Classification of Dementias and Their Complex Treatment
1. Overview & Epidemiology
Definition (Gajdos / DSM-5-TR). Dementia = major neurocognitive disorder: an acquired, usually progressive decline from a previously attained level in one or more cognitive domains, severe enough to interfere with independence in everyday activities. The cardinal symptom is cognitive impairment ("memory, judgment, orientation, and cognition"; motor dysfunction appears at the end). Cognitive impairment is the cardinal symptom shared by the three core organic syndromes: delirium, dementia, amnestic disorders.
Why it matters (Gajdos).
- Background physiologic changes are treatable in 10–20% of cases when recognised at an early stage → screen for reversible causes.
- Suicide rate is high among the demented (especially when insight is partly preserved).

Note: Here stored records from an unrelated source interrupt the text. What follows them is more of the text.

impl InMemorySession {
    fn ensure_live(&self) -> StrataResult<()> {
        if self.cancelled {
            return Err(StrataError::aborted(format!(
                "session on '{}' was cancelled",
                self.backend
            )));
        }
        Ok(())
    }

    fn pending_kind(&self, entity: &EntityRef) -> Option<MutationKind> {
        self.pending_index
            .get(&entity.key())
            .map(|&i| self.pending[i].1)
    }

    fn record_mutation(&mut self, entity: &EntityRef, kind: MutationKind) {
        match self.pending_index.get(&entity.key()) {
            Some(&i) => {
                let current = self.pending[i].1;
                // A create stays a create until deleted
                self.pending[i].1 = match (current, kind) {
                    (MutationKind::Created, MutationKind::Updated) => MutationKind::Created,
                    (_, next) => next,
                };
            }
            None => {
                self.pending_index.insert(entity.key(), self.pending.len());
                self.pending.push((entity.clone(), kind));
            }
        }
    }

    /// Live handle for a committed record, reusing the identity map
    fn attach(&mut self, record: &Record) -> Option<EntityRef> {
        let id = record.id()?.clone();
        let key = (record.entity_type().clone(), id);
        let entity = self
            .identity
            .entry(key)
            .or_insert_with(|| EntityRef::new(record.clone()))
            .clone();
        Some(entity)
    }

    fn lookup(&mut self, entity_type: &EntityType, id: &EntityId) -> Option<EntityRef> {
        if let Some(entity) = self.identity.get(&(entity_type.clone(), id.clone())) {
            if self.pending_kind(entity) == Some(MutationKind::Deleted) {
                return None;
            }
            return Some(entity.clone());
        }
        let record = self
            .tables
            .read()
            .get(entity_type)
            .and_then(|table| table.get(id))
            .cloned()?;
        self.attach(&record)
    }

    /// Every visible entity of a type: committed, plus buffered creates,
    /// minus buffered deletes
    fn visible(&mut self, entity_type: &EntityType) -> Vec<EntityRef> {
        let committed: Vec<Record> = self
            .tables
            .read()
            .get(entity_type)
            .map(|table| table.values().cloned().collect())
            .unwrap_or_default();

        let mut visible: Vec<EntityRef> = Vec::with_capacity(committed.len());
        for record in &committed {
            if let Some(entity) = self.attach(record) {
                visible.push(entity);
            }
        }
        for (entity, kind) in &self.pending {
            if *kind == MutationKind::Created
                && entity.entity_type() == *entity_type
                && !visible.iter().any(|v| v.ptr_eq(entity))
            {
                visible.push(entity.clone());
            }
        }
        visible.retain(|e| self.pending_kind(e) != Some(MutationKind::Deleted));
        visible
    }

    fn select(
        entities: Vec<EntityRef>,
        filter: Option<&FilterExpression>,
        sorting: &Sorting,
        pagination: Option<Pagination>,
    ) -> Vec<EntityRef> {
        let mut selected: Vec<EntityRef> = match filter {
            Some(filter) => entities
                .into_iter()
                .filter(|e| filter.matches(&e.read()))
                .collect(),
            None => entities,
        };
        if !sorting.is_empty() {
            selected.sort_by(|a, b| sorting.compare(&a.read(), &b.read()));
        }
        match pagination {
            Some(window) => window.apply(selected),
            None => selected,
        }
    }

    fn relation_ids(entity: &EntityRef, relation: &str) -> Vec<EntityId> {
        entity
            .read()
            .relation(relation)
            .map(|links| links.ids())
            .unwrap_or_default()
    }

    fn require_id(&self, entity: &EntityRef) -> StrataResult<EntityId> {
        entity.id().ok_or_else(|| {
            StrataError::invalid_input(format!(
                "{:?} has no identifier; create it before saving",
                entity
            ))
        })
    }
}
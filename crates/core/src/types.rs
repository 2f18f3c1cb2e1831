//! Identifier types for the multiplex layer
//!
//! This module defines the foundational identifiers:
//! - EntityType: Name of an entity type, the unit of backend ownership
//! - EntityId: Identifier of one entity within its type
//! - BackendId: Position of a backend in the router's registration order
//! - MutationKind: What a write session did to an entity

use serde::{Deserialize, Serialize};
use std::fmt;

/// Name of an entity type
///
/// Every entity type is owned by exactly one backend. The router maps
/// types to backends, and the entity dictionary describes relations
/// and the type hierarchy in terms of these names.
#[derive(Debug, Clone, PartialEq, Eq, PartialOrd, Ord, Hash, Serialize, Deserialize)]
pub struct EntityType(String);

impl EntityType {
    /// Create an entity type from its name
    pub fn new(name: impl Into<String>) -> Self {
        Self(name.into())
    }

    /// Get the type name
    pub fn as_str(&self) -> &str {
        &self.0
    }
}

impl fmt::Display for EntityType {
    fn fmt(&self, f: &mut fmt::Formatter<'_>) -> fmt::Result {
        f.write_str(&self.0)
    }
}

impl From<&str> for EntityType {
    fn from(s: &str) -> Self {
        Self(s.to_string())
    }
}

impl From<String> for EntityType {
    fn from(s: String) -> Self {
        Self(s)
    }
}

/// Identifier of an entity within its type
///
/// Backends are free to use numeric or textual identifiers; both are
/// carried as strings so identifiers from different backends can be
/// compared and passed through filters uniformly.
#[derive(Debug, Clone, PartialEq, Eq, PartialOrd, Ord, Hash, Serialize, Deserialize)]
pub struct EntityId(String);

impl EntityId {
    /// Create an identifier
    pub fn new(id: impl Into<String>) -> Self {
        Self(id.into())
    }

    /// Get the identifier as a string slice
    pub fn as_str(&self) -> &str {
        &self.0
    }
}

impl fmt::Display for EntityId {
    fn fmt(&self, f: &mut fmt::Formatter<'_>) -> fmt::Result {
        f.write_str(&self.0)
    }
}

impl From<&str> for EntityId {
    fn from(s: &str) -> Self {
        Self(s.to_string())
    }
}

impl From<String> for EntityId {
    fn from(s: String) -> Self {
        Self(s)
    }
}

impl From<u64> for EntityId {
    fn from(n: u64) -> Self {
        Self(n.to_string())
    }
}

/// Identifier of a registered backend
///
/// Assigned by the router in registration order and stable for the life
/// of the router.
#[derive(Debug, Clone, Copy, PartialEq, Eq, PartialOrd, Ord, Hash)]
pub struct BackendId(usize);

impl BackendId {
    /// Create a backend id from a registration index
    pub const fn new(index: usize) -> Self {
        Self(index)
    }

    /// Registration index
    pub fn index(&self) -> usize {
        self.0
    }
}

impl fmt::Display for BackendId {
    fn fmt(&self, f: &mut fmt::Formatter<'_>) -> fmt::Result {
        write!(f, "backend#{}", self.0)
    }
}

/// Kind of mutation a write session recorded against an entity
#[derive(Debug, Clone, Copy, PartialEq, Eq, Hash)]
pub enum MutationKind {
    /// Entity was created in this session
    Created,
    /// Entity state was updated in this session
    Updated,
    /// Entity was deleted in this session
    Deleted,
}

impl fmt::Display for MutationKind {
    fn fmt(&self, f: &mut fmt::Formatter<'_>) -> fmt::Result {
        match self {
            MutationKind::Created => write!(f, "created"),
            MutationKind::Updated => write!(f, "updated"),
            MutationKind::Deleted => write!(f, "deleted"),
        }
    }
}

- Progression of irreversible dementia can be slowed when recognised at onset → early diagnosis = prevention.
Epidemiology by subtype (Gajdos + Kaplan):
| Type | Share of all dementias | Typical age | Key genetics/risk |
|---|---|---|---|
| Alzheimer's disease (AD) | 60–70% (Gajdos); ~10% prevalence in those 65+ in Hungary | 65+ | APOE ε4, Down syndrome, family history |
| Vascular dementia (VD) | ~20% worldwide; in Hungary ~20% MORE VD than AD (high cardiovascular burden) | 60–70 | Hypertension, AF, prior stroke, diabetes |
| Lewy body / Parkinson dementia | ~5–10% | 70+ | α-synuclein (Lewy bodies); sporadic mostly |
| Frontotemporal (FTD / Pick) |
Hungarian specific (Gajdos): Because of the high cardiovascular/cerebrovascular disease burden, vascular dementia is ~20% more common than Alzheimer's in Hungary — the reverse of the typical Western pattern. Expect this on the oral.
Gajdos classification axes (be ready to name these):
- Course: acute – subacute – chronic
- Anatomy: cortical (AD, Pick) vs subcortical (Binswanger, Parkinson, Huntington) vs mixed (Lewy body)
- Dominant disturbance: mainly cognitive – mainly affective – mainly conative – mixed
- Evolution: progressive – processive (phases/exacerbations) – residual
- Treatability: reversible/treatable vs irreversible ← the axis the exam loves (see 4.100, 5.48)
Etiology mnemonic (Gajdos) — "DEMENTIA": Drug · Emotional · Metabolic · Elderly · Neurologic · Traumatologic · Iatrogenic · Alcohol.